By Yasser Latif Hamdani
The ethos of the American society has been informed by two main influences:  One the Puritan Christian values inherited from European immigrants primarily from England but also other places and two the harsh conditions the immigrants faced in the wilderness of a new land which necessitated a protected environment for what was deemed as the weaker sex. Christian society in its essence was a patriarchal society and the same traditional patriarchy was carried across the Atlantic by the early colonists. The primordial roles of the man as the hunter/gatherer (and by extrapolation merchant, soldier, ruler) and woman as the homemaker and mother of the man’s children have been ossified to an extent that even in this advanced age, we are unable to break through it entirely.[1]
 
The role of the housewife- epitomized by the useless chatter and banter of the Desperate Housewives- still remains the rule whereas the lawyer, the judge, the doctor or the pilot etc are the exceptions. Even in the workplace till well into the 1990s the main role of women was that of a personal assistant or a secretary or a nurse but never something serious like a doctor or a lawyer.  This of course has changed quite a bit but herein lies the rub i.e. women now have to juggle roles i.e. be a homemaker and a successful professional. Added to this is the issue of compensation which remains a sore point for women. Most women earn up to as much as 25% less than men for similar roles.  Unlike Europe there is no equal status legislation to outlaw blatant differentials in pay based on gender. Therefore while women have charged forwards to share in traditional male roles, by and large the men in our society remain committed to their hunter gatherer role and have no role in what was and still continues to be a traditional female territory, almost out of condescending spite for women. 

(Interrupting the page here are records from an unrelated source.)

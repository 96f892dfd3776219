#![allow(dead_code)]

use std::sync::{Arc, Mutex};
use std::time::Duration;

use async_trait::async_trait;
use plate_tracker::engine::DedupEngine;
use plate_tracker::error::SinkError;
use plate_tracker::publisher::Publisher;
use plate_tracker::sink::{Publication, PublicationSink};
use plate_tracker::state::DedupSettings;
use plate_tracker::time::ManualTime;
use reqwest::StatusCode;
use tokio::sync::Notify;

pub const STREAM_ID: u64 = 7;

/// Keeps every publication in memory.
#[derive(Clone, Default)]
pub struct MemorySink {
    publications: Arc<Mutex<Vec<Publication>>>,
    published: Arc<Notify>,
}

impl MemorySink {
    pub fn len(&self) -> usize {
        self.publications.lock().unwrap().len()
    }

    pub fn publications(&self) -> Vec<Publication> {
        self.publications.lock().unwrap().clone()
    }

    /// Wait until at least `count` publications arrived, or panic after a second.
    pub async fn wait_for(&self, count: usize) -> Vec<Publication> {
        tokio::time::timeout(Duration::from_secs(1), async {
            loop {
                let notified = self.published.notified();
                if self.len() >= count {
                    return self.publications();
                }
                notified.await;
            }
        })
        .await
        .expect("timed out waiting for publications")
    }
}

#[async_trait]
impl PublicationSink for MemorySink {
    async fn publish(&self, publication: &Publication) -> Result<(), SinkError> {
        self.publications.lock().unwrap().push(publication.clone());
        self.published.notify_waiters();
        Ok(())
    }
}

/// Rejects every publication.
pub struct FailingSink {}

#[async_trait]
impl PublicationSink for FailingSink {
    async fn publish(&self, _publication: &Publication) -> Result<(), SinkError> {
        Err(SinkError::Rejected(StatusCode::SERVICE_UNAVAILABLE))
    }
}

pub fn settings(scan_ms: u64, lost_ms: u64) -> DedupSettings {
    DedupSettings {
        confidence_threshold: 80.0,
        lost_window: Duration::from_millis(lost_ms),
        scan_window: Duration::from_millis(scan_ms),
    }
}

/// An engine on a manual clock, publishing to memory.
pub fn engine(settings: DedupSettings) -> (Arc<DedupEngine<ManualTime>>, MemorySink, ManualTime) {
    let sink = MemorySink::default();
    let clock = ManualTime::new();
    let publisher = Publisher::new(Arc::new(sink.clone()), STREAM_ID);
    let engine = Arc::new(DedupEngine::new(settings, publisher, clock.clone()));

    (engine, sink, clock)
}

/// One recognizer frame holding the given readings.
pub fn frame(readings: &[(&str, f64)]) -> String {
    let results: Vec<serde_json::Value> = readings
        .iter()
        .map(|(plate, confidence)| {
            serde_json::json!({
                "plate": plate,
                "confidence": confidence,
                "matches_template": 0,
                "plate_index": 0,
                "region": "",
            })
        })
        .collect();

    serde_json::json!({
        "version": 2,
        "data_type": "alpr_results",
        "epoch_time": 1488558312457u64,
        "img_width": 1280,
        "img_height": 720,
        "processing_time_ms": 70.5,
        "results": results,
    })
    .to_string()
}
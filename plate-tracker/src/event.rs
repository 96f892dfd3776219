use serde::{Deserialize, Serialize};

use crate::error::DecodeError;

/// One frame of recognizer output, as written by `alpr -j`.
#[derive(Debug, Clone, Default, PartialEq, Deserialize, Serialize)]
pub struct RecognitionResponse {
    #[serde(default)]
    pub version: f32,
    #[serde(default)]
    pub data_type: String,
    #[serde(default)]
    pub epoch_time: f64,
    #[serde(default)]
    pub img_width: u32,
    #[serde(default)]
    pub img_height: u32,
    #[serde(default)]
    pub processing_time_ms: f64,
    pub results: Vec<RawEvent>,
}

/// A single plate reading within a frame.
#[derive(Debug, Clone, Default, PartialEq, Deserialize, Serialize)]
pub struct RawEvent {
    pub plate: String,
    pub confidence: f64,
    #[serde(default)]
    pub matches_template: i32,
    #[serde(default)]
    pub plate_index: i32,
    #[serde(default)]
    pub region: String,
}

impl RawEvent {
    pub fn new(plate: &str, confidence: f64) -> Self {
        Self {
            plate: plate.to_owned(),
            confidence,
            ..Default::default()
        }
    }
}

/// Parse one message from the recognizer.
pub fn decode(message: &str) -> Result<RecognitionResponse, DecodeError> {
    Ok(serde_json::from_str(message)?)
}
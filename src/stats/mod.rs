// Gateway module for stats - follows the Train Station Pattern
// All external access must go through this gateway

// Private submodules - not directly accessible from outside
mod cached;
#[cfg(test)]
mod fake;
mod names;
mod service;
mod source;

// Pure record transformations are used as a namespace: `tables::leaders(..)`
pub mod tables;

// Public re-exports - the ONLY way to access stats functionality
pub use cached::CachedSource;
pub use names::{expand_alias, fold_name, last_name, names_match};
#[cfg(test)]
pub(crate) use fake::FakeSource;
pub use service::StatsService;
pub use source::{params, with_retry, DataSource, Params, RetryPolicy, StatsApiClient};
// Gateway module for cache - follows the Train Station Pattern
// All external access must go through this gateway

mod code_cache;
mod file_cache;
mod response_cache;
mod types;

pub use code_cache::{CodeCache, NewCodeEntry};
pub use file_cache::FileCache;
pub use response_cache::ResponseCache;
pub use types::{
    CacheError, CacheFile, CacheMetadata, CachedQuestion, CodeCacheEntry, CodeCacheStats, CodeUsage,
    ResponseCacheStats, ResponseEntry,
};
use rhai::{Dynamic, Engine};
use std::time::Instant;
use tracing::debug;

use super::bindings::{register_stats, register_tables};
use super::libs::resolver;
use crate::constants::{
    SANDBOX_MAX_ARRAY_SIZE, SANDBOX_MAX_CALL_LEVELS, SANDBOX_MAX_EXPR_DEPTH, SANDBOX_MAX_FN_EXPR_DEPTH,
    SANDBOX_MAX_MAP_SIZE, SANDBOX_MAX_STRING_SIZE,
};

/// How often (in operations) the deadline is checked
const DEADLINE_CHECK_INTERVAL: u64 = 1024;

/// Marker carried by `ErrorTerminated` when the wall clock runs out
pub(crate) const DEADLINE_MARKER: &str = "deadline";

/// Engine with the language locked down but no host surfaces registered.
/// Enough to compile candidates.
pub(crate) fn base_engine() -> Engine {
    let mut engine = Engine::new();

    engine.disable_symbol("eval");
    engine.set_module_resolver(resolver());
    engine.set_max_call_levels(SANDBOX_MAX_CALL_LEVELS);
    engine.set_max_expr_depths(SANDBOX_MAX_EXPR_DEPTH, SANDBOX_MAX_FN_EXPR_DEPTH);
    engine.set_max_string_size(SANDBOX_MAX_STRING_SIZE);
    engine.set_max_array_size(SANDBOX_MAX_ARRAY_SIZE);
    engine.set_max_map_size(SANDBOX_MAX_MAP_SIZE);
    engine.set_max_modules(super::libs::ALLOWED_MODULES.len());

    engine.on_print(|text| debug!("script print: {}", text));
    engine.on_debug(|text, source, pos| debug!("script debug {:?} @ {}: {}", source, pos, text));

    engine
}

/// Engine for one script run: the `stats`/`tables` surfaces plus an operation
/// budget and a wall-clock deadline.
pub(crate) fn build_engine(max_operations: u64, deadline: Instant) -> Engine {
    let mut engine = base_engine();

    engine.set_max_operations(max_operations);
    engine.on_progress(move |ops| {
        if ops % DEADLINE_CHECK_INTERVAL == 0 && Instant::now() >= deadline {
            Some(Dynamic::from(DEADLINE_MARKER))
        } else {
            None
        }
    });

    register_stats(&mut engine);
    register_tables(&mut engine);

    engine
}

#[cfg(test)]
mod tests {
    use super::*;
    use rhai::EvalAltResult;
    use std::time::Duration;

    #[test]
    fn test_eval_is_disabled() {
        assert!(base_engine().compile(r#"eval("40 + 2")"#).is_err());
    }

    #[test]
    fn test_operation_budget_enforced() {
        let engine = build_engine(10_000, Instant::now() + Duration::from_secs(60));
        let err = engine.run("let x = 0; loop { x += 1; }").unwrap_err();
        assert!(matches!(*err, EvalAltResult::ErrorTooManyOperations(..)));
    }

    #[test]
    fn test_deadline_terminates_script() {
        let engine = build_engine(u64::MAX, Instant::now());
        let err = engine.run("let x = 0; loop { x += 1; }").unwrap_err();
        assert!(matches!(*err, EvalAltResult::ErrorTerminated(..)));
    }

    #[test]
    fn test_host_filesystem_modules_unavailable() {
        assert!(base_engine().run(r#"import "std/fs" as fs;"#).is_err());
    }
}
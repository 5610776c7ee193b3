use tracing::{debug, info, warn};

use crate::cache::{CodeCache, NewCodeEntry};
use crate::codegen::{CodeGenerator, GenerationRequest, RepairContext};
use crate::sandbox::{ExecutionResult, ExecutionStatus, Executor, Validator};
use crate::utils::{ErrorKind, GeneratorError};

/// Callback receiving `(step, detail)` as a resolution progresses
pub type ProgressCallback = Box<dyn Fn(&str, &str) + Send + Sync>;

/// Human-readable trail of what a resolution did
pub struct Progress<'a> {
    steps: Vec<String>,
    callback: Option<&'a (dyn Fn(&str, &str) + Send + Sync)>,
}

impl<'a> Progress<'a> {
    pub fn new(callback: Option<&'a (dyn Fn(&str, &str) + Send + Sync)>) -> Self {
        Self {
            steps: Vec::new(),
            callback,
        }
    }

    pub fn record(&mut self, step: &str, detail: impl Into<String>) {
        let detail = detail.into();
        if let Some(callback) = self.callback {
            callback(step, &detail);
        }
        self.steps.push(if detail.is_empty() {
            step.to_string()
        } else {
            format!("{}: {}", step, detail)
        });
    }

    pub fn into_steps(self) -> Vec<String> {
        self.steps
    }
}

/// The question being worked on and where its code is cached
#[derive(Debug, Clone, Copy)]
pub struct Job<'a> {
    pub question: &'a str,
    pub normalized: &'a str,
    pub season: i32,
    pub key: &'a str,
}

#[derive(Debug, Clone, PartialEq)]
pub struct Failure {
    pub kind: ErrorKind,
    pub message: String,
    pub code: Option<String>,
}

#[derive(Debug, Clone, PartialEq)]
pub enum LoopOutcome {
    Resolved {
        code: String,
        execution: ExecutionResult,
        attempts: u32,
    },
    Failed {
        failure: Failure,
        attempts: u32,
    },
}

enum State {
    Generate { repair: Option<RepairContext> },
    Validate { code: String },
    Execute { code: String },
    Done(LoopOutcome),
}

/// Generate → validate → execute, retrying with the failure as context
pub struct RepairLoop<'a> {
    pub generator: &'a dyn CodeGenerator,
    pub validator: &'a Validator,
    pub executor: &'a dyn Executor,
    pub cache: &'a CodeCache,
    pub max_attempts: u32,
}

impl RepairLoop<'_> {
    pub async fn run(&self, job: Job<'_>, initial: Option<RepairContext>, progress: &mut Progress<'_>) -> LoopOutcome {
        let max_attempts = self.max_attempts.max(1);
        let mut attempts = 0u32;
        let mut last_failure: Option<Failure> = None;
        let mut state = State::Generate { repair: initial };

        loop {
            state = match state {
                State::Generate { repair } => {
                    if attempts >= max_attempts {
                        State::Done(exhausted(last_failure.take(), attempts))
                    } else {
                        attempts += 1;
                        self.generate(job, repair, attempts, &mut last_failure, progress).await
                    }
                }
                State::Validate { code } => {
                    let verdict = self.validator.validate(&code);
                    if verdict.ok {
                        progress.record("validated", "");
                        State::Execute { code }
                    } else {
                        let failure = verdict.describe();
                        warn!("Attempt {} rejected by validator:\n{}", attempts, failure);
                        progress.record("rejected", format!("{} violation(s)", verdict.violations.len()));
                        last_failure = Some(Failure {
                            kind: ErrorKind::Validation,
                            message: format!("Generated code failed validation:\n{}", failure),
                            code: Some(code.clone()),
                        });
                        State::Generate {
                            repair: Some(RepairContext {
                                previous_code: code,
                                failure,
                            }),
                        }
                    }
                }
                State::Execute { code } => {
                    progress.record("executing", format!("attempt {}", attempts));
                    let execution = self.executor.execute(&code, job.season, job.question).await;
                    if execution.is_success() {
                        self.persist(job, &code, &execution);
                        progress.record("resolved", format!("in {}ms", execution.duration_ms));
                        State::Done(LoopOutcome::Resolved {
                            code,
                            execution,
                            attempts,
                        })
                    } else {
                        let message = execution.error_message.clone().unwrap_or_default();
                        warn!("Attempt {} failed during execution: {}", attempts, message);
                        progress.record("execution failed", message.clone());
                        last_failure = Some(execution_failure(&execution, &code));
                        State::Generate {
                            repair: Some(RepairContext {
                                previous_code: code,
                                failure: message,
                            }),
                        }
                    }
                }
                State::Done(outcome) => return outcome,
            };
        }
    }

    async fn generate(
        &self,
        job: Job<'_>,
        repair: Option<RepairContext>,
        attempt: u32,
        last_failure: &mut Option<Failure>,
        progress: &mut Progress<'_>,
    ) -> State {
        let label = if repair.is_some() { "repairing" } else { "generating" };
        progress.record(label, format!("attempt {} of {}", attempt, self.max_attempts.max(1)));
        debug!("Repair loop: {} (attempt {})", label, attempt);

        let request = match &repair {
            Some(context) => GenerationRequest::new(job.question, job.season).with_repair(context.clone()),
            None => GenerationRequest::new(job.question, job.season),
        };

        match self.generator.generate(&request).await {
            Ok(code) => State::Validate { code },
            Err(GeneratorError::Unavailable(message)) => {
                warn!("Code generator unavailable: {}", message);
                State::Done(LoopOutcome::Failed {
                    failure: Failure {
                        kind: ErrorKind::GeneratorUnavailable,
                        message,
                        code: None,
                    },
                    attempts: attempt,
                })
            }
            Err(err @ GeneratorError::BadResponse(_)) => {
                warn!("Attempt {} produced no usable reply: {}", attempt, err);
                *last_failure = Some(Failure {
                    kind: ErrorKind::Unresolved,
                    message: err.to_string(),
                    code: None,
                });
                // nothing new to repair; keep the previous context
                State::Generate { repair }
            }
        }
    }

    fn persist(&self, job: Job<'_>, code: &str, execution: &ExecutionResult) {
        let stored = self.cache.record(NewCodeEntry {
            key: job.key,
            question: job.question,
            normalized_question: job.normalized,
            season: job.season,
            code_text: code,
            execution_ms: execution.duration_ms,
        });
        match stored {
            Ok(()) => info!("Cached working code for {:?}", job.normalized),
            Err(e) => warn!("Could not cache working code: {}", e),
        }
    }
}

pub(crate) fn execution_failure(execution: &ExecutionResult, code: &str) -> Failure {
    let kind = if execution.status == ExecutionStatus::Timeout {
        ErrorKind::ExecutionTimeout
    } else {
        ErrorKind::Execution
    };
    Failure {
        kind,
        message: execution.error_message.clone().unwrap_or_default(),
        code: Some(code.to_string()),
    }
}

fn exhausted(last: Option<Failure>, attempts: u32) -> LoopOutcome {
    let failure = match last {
        Some(last) => Failure {
            kind: last.kind,
            message: format!("Could not resolve the question after {} attempts: {}", attempts, last.message),
            code: last.code,
        },
        None => Failure {
            kind: ErrorKind::Unresolved,
            message: format!("Could not resolve the question after {} attempts", attempts),
            code: None,
        },
    };
    LoopOutcome::Failed { failure, attempts }
}
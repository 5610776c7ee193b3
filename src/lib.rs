pub mod app;
pub mod cache;
pub mod cli;
pub mod codegen;
pub mod constants;
pub mod query;
pub mod runtime;
pub mod sandbox;
pub mod stats;
pub mod utils;

pub use app::{load_config, Config};
pub use query::{normalize, parse, ParsedQuery};
pub use runtime::{Resolution, Resolver, Stores};
pub use utils::{DugoutError, ErrorKind};
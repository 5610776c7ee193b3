use rhai::module_resolvers::StaticModuleResolver;
use rhai::{Array, Dynamic, EvalAltResult, Module, FLOAT, INT};
use serde_json::Value;
use std::cmp::Ordering;

use crate::stats::tables::stat_number;
use crate::utils::current_season;

/// Modules a script may `import`, by literal name only
pub const ALLOWED_MODULES: &[&str] = &["table", "numeric", "time", "regex", "json"];

const REGEX_SIZE_LIMIT: usize = 1 << 20;

type ScriptResult<T> = Result<T, Box<EvalAltResult>>;

pub(crate) fn to_json(value: &Dynamic) -> ScriptResult<Value> {
    rhai::serde::from_dynamic::<Value>(value)
}

pub(crate) fn to_script(value: &Value) -> ScriptResult<Dynamic> {
    rhai::serde::to_dynamic(value)
}

fn rows_to_json(rows: &Array) -> ScriptResult<Vec<Value>> {
    rows.iter().map(to_json).collect()
}

fn rows_to_script(rows: Vec<Value>) -> ScriptResult<Array> {
    rows.iter().map(to_script).collect()
}

fn number(value: &Dynamic) -> ScriptResult<FLOAT> {
    if let Ok(f) = value.as_float() {
        return Ok(f);
    }
    if let Ok(i) = value.as_int() {
        return Ok(i as FLOAT);
    }
    stat_number(&to_json(value)?).ok_or_else(|| format!("not a number: {}", value).into())
}

fn compare_fields(a: &Value, b: &Value) -> Ordering {
    match (stat_number(a), stat_number(b)) {
        (Some(x), Some(y)) => x.partial_cmp(&y).unwrap_or(Ordering::Equal),
        (Some(_), None) => Ordering::Less,
        (None, Some(_)) => Ordering::Greater,
        (None, None) => a.to_string().cmp(&b.to_string()),
    }
}

fn sort_rows(rows: Array, field: &str, descending: bool) -> ScriptResult<Array> {
    let mut rows = rows_to_json(&rows)?;
    rows.sort_by(|a, b| {
        let (x, y) = (&a[field], &b[field]);
        // rows missing the field always sort last
        match (x.is_null(), y.is_null()) {
            (true, false) => Ordering::Greater,
            (false, true) => Ordering::Less,
            _ if descending => compare_fields(y, x),
            _ => compare_fields(x, y),
        }
    });
    rows_to_script(rows)
}

fn table_module() -> Module {
    let mut module = Module::new();

    module.set_native_fn("sort_by", |rows: Array, field: &str| -> ScriptResult<Array> {
        sort_rows(rows, field, false)
    });
    module.set_native_fn("sort_by", |rows: Array, field: &str, descending: bool| -> ScriptResult<Array> {
        sort_rows(rows, field, descending)
    });
    module.set_native_fn("top", |rows: Array, n: INT| -> ScriptResult<Array> {
        Ok(rows.into_iter().take(n.max(0) as usize).collect::<Array>())
    });
    module.set_native_fn("pluck", |rows: Array, field: &str| -> ScriptResult<Array> {
        let rows = rows_to_json(&rows)?;
        rows.iter().map(|row| to_script(&row[field])).collect::<ScriptResult<Array>>()
    });
    module.set_native_fn("where_eq", |rows: Array, field: &str, wanted: Dynamic| -> ScriptResult<Array> {
        let wanted = to_json(&wanted)?;
        let kept = rows_to_json(&rows)?
            .into_iter()
            .filter(|row| {
                let value = &row[field];
                value == &wanted || stat_number(value).zip(stat_number(&wanted)).is_some_and(|(a, b)| a == b)
            })
            .collect();
        rows_to_script(kept)
    });
    module.set_native_fn("sum", |rows: Array, field: &str| -> ScriptResult<FLOAT> {
        Ok(rows_to_json(&rows)?
            .iter()
            .filter_map(|row| stat_number(&row[field]))
            .sum::<FLOAT>())
    });

    module
}

fn numeric_module() -> Module {
    let mut module = Module::new();

    module.set_native_fn("parse", |value: Dynamic| -> ScriptResult<FLOAT> { number(&value) });
    module.set_native_fn("round", |value: Dynamic, digits: INT| -> ScriptResult<FLOAT> {
        let factor = 10f64.powi(digits.clamp(0, 10) as i32);
        Ok((number(&value)? * factor).round() / factor)
    });
    module.set_native_fn("ratio", |a: Dynamic, b: Dynamic| -> ScriptResult<FLOAT> {
        let denominator = number(&b)?;
        if denominator == 0.0 {
            return Err("ratio with a zero denominator".into());
        }
        Ok(number(&a)? / denominator)
    });

    module
}

fn time_module() -> Module {
    let mut module = Module::new();

    module.set_native_fn("current_season", || -> ScriptResult<INT> { Ok(current_season() as INT) });
    module.set_native_fn("year", || -> ScriptResult<INT> {
        use chrono::Datelike;
        Ok(chrono::Utc::now().year() as INT)
    });
    module.set_native_fn("today", || -> ScriptResult<String> {
        Ok(chrono::Utc::now().format("%Y-%m-%d").to_string())
    });

    module
}

fn compile_regex(pattern: &str) -> ScriptResult<regex::Regex> {
    regex::RegexBuilder::new(pattern)
        .size_limit(REGEX_SIZE_LIMIT)
        .build()
        .map_err(|e| format!("invalid regex: {}", e).into())
}

fn regex_module() -> Module {
    let mut module = Module::new();

    module.set_native_fn("is_match", |pattern: &str, text: &str| -> ScriptResult<bool> {
        Ok(compile_regex(pattern)?.is_match(text))
    });
    module.set_native_fn("find", |pattern: &str, text: &str| -> ScriptResult<Dynamic> {
        Ok(compile_regex(pattern)?
            .find(text)
            .map(|m| Dynamic::from(m.as_str().to_string()))
            .unwrap_or(Dynamic::UNIT))
    });
    module.set_native_fn("replace", |pattern: &str, text: &str, replacement: &str| -> ScriptResult<String> {
        Ok(compile_regex(pattern)?.replace_all(text, replacement).into_owned())
    });

    module
}

fn json_module() -> Module {
    let mut module = Module::new();

    module.set_native_fn("parse", |text: &str| -> ScriptResult<Dynamic> {
        let value: Value = serde_json::from_str(text).map_err(|e| format!("invalid JSON: {}", e))?;
        to_script(&value)
    });
    module.set_native_fn("stringify", |value: Dynamic| -> ScriptResult<String> {
        serde_json::to_string(&to_json(&value)?).map_err(|e| e.to_string().into())
    });

    module
}

/// Module resolver that knows only the allowlisted modules
pub fn resolver() -> StaticModuleResolver {
    let mut resolver = StaticModuleResolver::new();
    resolver.insert("table", table_module());
    resolver.insert("numeric", numeric_module());
    resolver.insert("time", time_module());
    resolver.insert("regex", regex_module());
    resolver.insert("json", json_module());
    resolver
}

#[cfg(test)]
mod tests {
    use super::*;
    use rhai::Engine;

    fn engine() -> Engine {
        let mut engine = Engine::new();
        engine.set_module_resolver(resolver());
        engine
    }

    #[test]
    fn test_table_sort_and_top() {
        let script = r#"
            import "table" as table;
            let rows = [#{name: "A", value: "41"}, #{name: "B", value: "58"}, #{name: "C", value: "54"}];
            let best = table::top(table::sort_by(rows, "value", true), 2);
            table::pluck(best, "name")
        "#;
        let names: Array = engine().eval(script).unwrap();
        let names: Vec<String> = names.into_iter().map(|d| d.into_string().unwrap()).collect();
        assert_eq!(names, vec!["B", "C"]);
    }

    #[test]
    fn test_numeric_helpers() {
        let value: FLOAT = engine()
            .eval(r#"import "numeric" as numeric; numeric::round(numeric::parse(".3104"), 3)"#)
            .unwrap();
        assert!((value - 0.31).abs() < 1e-9);

        let err = engine().eval::<FLOAT>(r#"import "numeric" as n; n::ratio(1, 0)"#);
        assert!(err.is_err());
    }

    #[test]
    fn test_regex_and_json() {
        let found: String = engine()
            .eval(r#"import "regex" as re; re::find("\\d{4}", "stats for 2024 season")"#)
            .unwrap();
        assert_eq!(found, "2024");

        let text: String = engine()
            .eval(r#"import "json" as json; json::stringify(json::parse("{\"a\": 1}"))"#)
            .unwrap();
        assert_eq!(text, r#"{"a":1}"#);
    }

    #[test]
    fn test_unknown_module_does_not_resolve() {
        assert!(engine().run(r#"import "fs" as fs;"#).is_err());
    }
}
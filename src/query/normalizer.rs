use super::grammar::{STAT_WORDS, STOPWORDS};

/// Abbreviations rewritten to one canonical spelling
const REPLACEMENTS: &[(&str, &str)] = &[
    ("hr", "home runs"),
    ("hrs", "home runs"),
    ("homers", "home runs"),
    ("dingers", "home runs"),
    ("rbi", "runs batted in"),
    ("rbis", "runs batted in"),
    ("avg", "batting average"),
    ("ba", "batting average"),
    ("obp", "on base percentage"),
    ("ops", "on base plus slugging"),
    ("slg", "slugging percentage"),
    ("era", "earned run average"),
    ("whip", "walks hits per inning pitched"),
    ("ks", "strikeouts"),
    ("bbs", "walks"),
    ("vs", "versus"),
    ("v", "versus"),
    ("compare", "versus"),
    ("comparison", "versus"),
];

const CONNECTORS: &[&str] = &["versus", "or", "and"];

const STRIPPED: &[char] = &['?', '!', '.', ',', ';', ':'];

/// Canonical form of a question for cache keys.
///
/// Lowercases, strips punctuation, collapses whitespace, expands common
/// abbreviations, and orders the two sides of a single `versus`/`or`/`and`
/// so that "Judge vs Soto" and "Soto vs Judge" agree. Idempotent.
pub fn normalize(question: &str) -> String {
    let lowered: String = question
        .to_lowercase()
        .chars()
        .map(|c| if STRIPPED.contains(&c) { ' ' } else { c })
        .collect();

    let mut words: Vec<&str> = Vec::new();
    for word in lowered.split_whitespace() {
        match REPLACEMENTS.iter().find(|(abbrev, _)| *abbrev == word) {
            Some((_, expanded)) => words.extend(expanded.split_whitespace()),
            None => words.push(word),
        }
    }

    order_connected_runs(&mut words);
    words.join(" ")
}

/// Sort the name runs on either side of the only connector in the question
fn order_connected_runs(words: &mut [&str]) {
    let connectors: Vec<usize> = words
        .iter()
        .enumerate()
        .filter(|(_, w)| CONNECTORS.contains(w))
        .map(|(i, _)| i)
        .collect();
    let [at] = connectors[..] else {
        return;
    };

    let mut left_start = at;
    while left_start > 0 && is_name_like(words[left_start - 1]) {
        left_start -= 1;
    }
    let mut right_end = at + 1;
    while right_end < words.len() && is_name_like(words[right_end]) {
        right_end += 1;
    }
    if left_start == at || right_end == at + 1 {
        return;
    }

    let left = words[left_start..at].join(" ");
    let right = words[at + 1..right_end].join(" ");
    if right >= left {
        return;
    }

    let mut reordered: Vec<&str> = Vec::with_capacity(right_end - left_start);
    reordered.extend_from_slice(&words[at + 1..right_end]);
    reordered.push(words[at]);
    reordered.extend_from_slice(&words[left_start..at]);
    words[left_start..right_end].copy_from_slice(&reordered);
}

fn is_name_like(word: &str) -> bool {
    !CONNECTORS.contains(&word)
        && !STOPWORDS.contains(&word)
        && !STAT_WORDS.contains(word)
        && !word.chars().all(|c| c.is_ascii_digit())
}

#[cfg(test)]
mod tests {
    use super::*;
    use pretty_assertions::assert_eq;

    #[test]
    fn test_case_punctuation_and_whitespace() {
        assert_eq!(
            normalize("  Top 10   Home Runs in 2024?! "),
            "top 10 home runs in 2024"
        );
    }

    #[test]
    fn test_abbreviations_expand() {
        assert_eq!(normalize("Judge HR"), "judge home runs");
        assert_eq!(normalize("ERA leaders"), normalize("earned run average leaders"));
        assert_eq!(normalize("most dingers"), "most home runs");
    }

    #[test]
    fn test_interchangeable_names_share_a_key() {
        assert_eq!(normalize("Judge vs Soto home runs"), normalize("Soto vs. Judge home runs"));
        assert_eq!(normalize("Soto vs Judge home runs"), "judge versus soto home runs");
        assert_eq!(
            normalize("Who had more stolen bases in 2024, Witt or Henderson?"),
            "who had more stolen bases in 2024 henderson or witt"
        );
    }

    #[test]
    fn test_multi_word_runs_reorder_whole() {
        assert_eq!(
            normalize("Juan Soto versus Aaron Judge"),
            "aaron judge versus juan soto"
        );
    }

    #[test]
    fn test_two_connectors_keep_order() {
        assert_eq!(
            normalize("Soto and Judge or Ohtani"),
            "soto and judge or ohtani"
        );
    }

    #[test]
    fn test_idempotent() {
        for question in [
            "Who had more stolen bases in 2024, Witt or Henderson?",
            "Soto v Judge OPS",
            "Top 10 HR in 2024",
            "Compare Ohtani and Judge WHIP",
            "",
        ] {
            let once = normalize(question);
            assert_eq!(normalize(&once), once, "not idempotent for {:?}", question);
        }
    }
}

 The idea that two men or two women can be each other’s companions sexually and indeed as part of a long term relationship threatens the established gender roles that have been drummed into us since time immemorial. Perhaps more accurately it threatens the very basic economic structure of society i.e. property and inheritance. Marriage was an exclusivity contract to ensure the accurate determination of inheritance. After all somebody had to inherit the cave. A woman with multiple sexual partners meant paternity disputes. Gay marriage outflanks all of this and creates a brand new paradigm – one could say it is the Copernican Revolution of our understanding of marriage. The resistance to gay marriage, often disguised as religious, when pierced shows that the real reason has to do more with the functional aspect of what marriage has traditionally been viewed as i.e. an institution to preserve order and discourage chaos. Modern marriage is no longer dependent on the original rationale for creating the institution in the first place. With DNA testing and test tube reproduction, the issues of paternity are no longer an issue. Marriage then becomes as smart legal fiction to ensure certain collective rights to a new imagined sub-unit i.e. a couple who may be heterosexual or homosexual. Time has come therefore to find a new rationale for marriage and the objections to gay marriage will fritter away. In others words, it is high time to reframe the issue in light of modern realities in this day and age.  
While the issue has become a states’ issue, the main objection to narrowly construing marriage as a union between a man and a woman (as the Defense of Marriage Act, 1996 does) is based on substantive due process available under the 14th Amendment to the US Constitution[2]. Therefore most of the efforts in this regard are aimed at re-establishing these parameters.


[1] For more on this see Roscoe, Will (2000). Changing Ones: Third and Fourth Genders in Native North America. Palgrave Macmillan
[2] 55 U. Chi. L. Rev. 1161 (1988) Sexual Orientation and the Constitution: A Note on the Relationship between Due Process and Equal Protection; Sunstein, Cass R.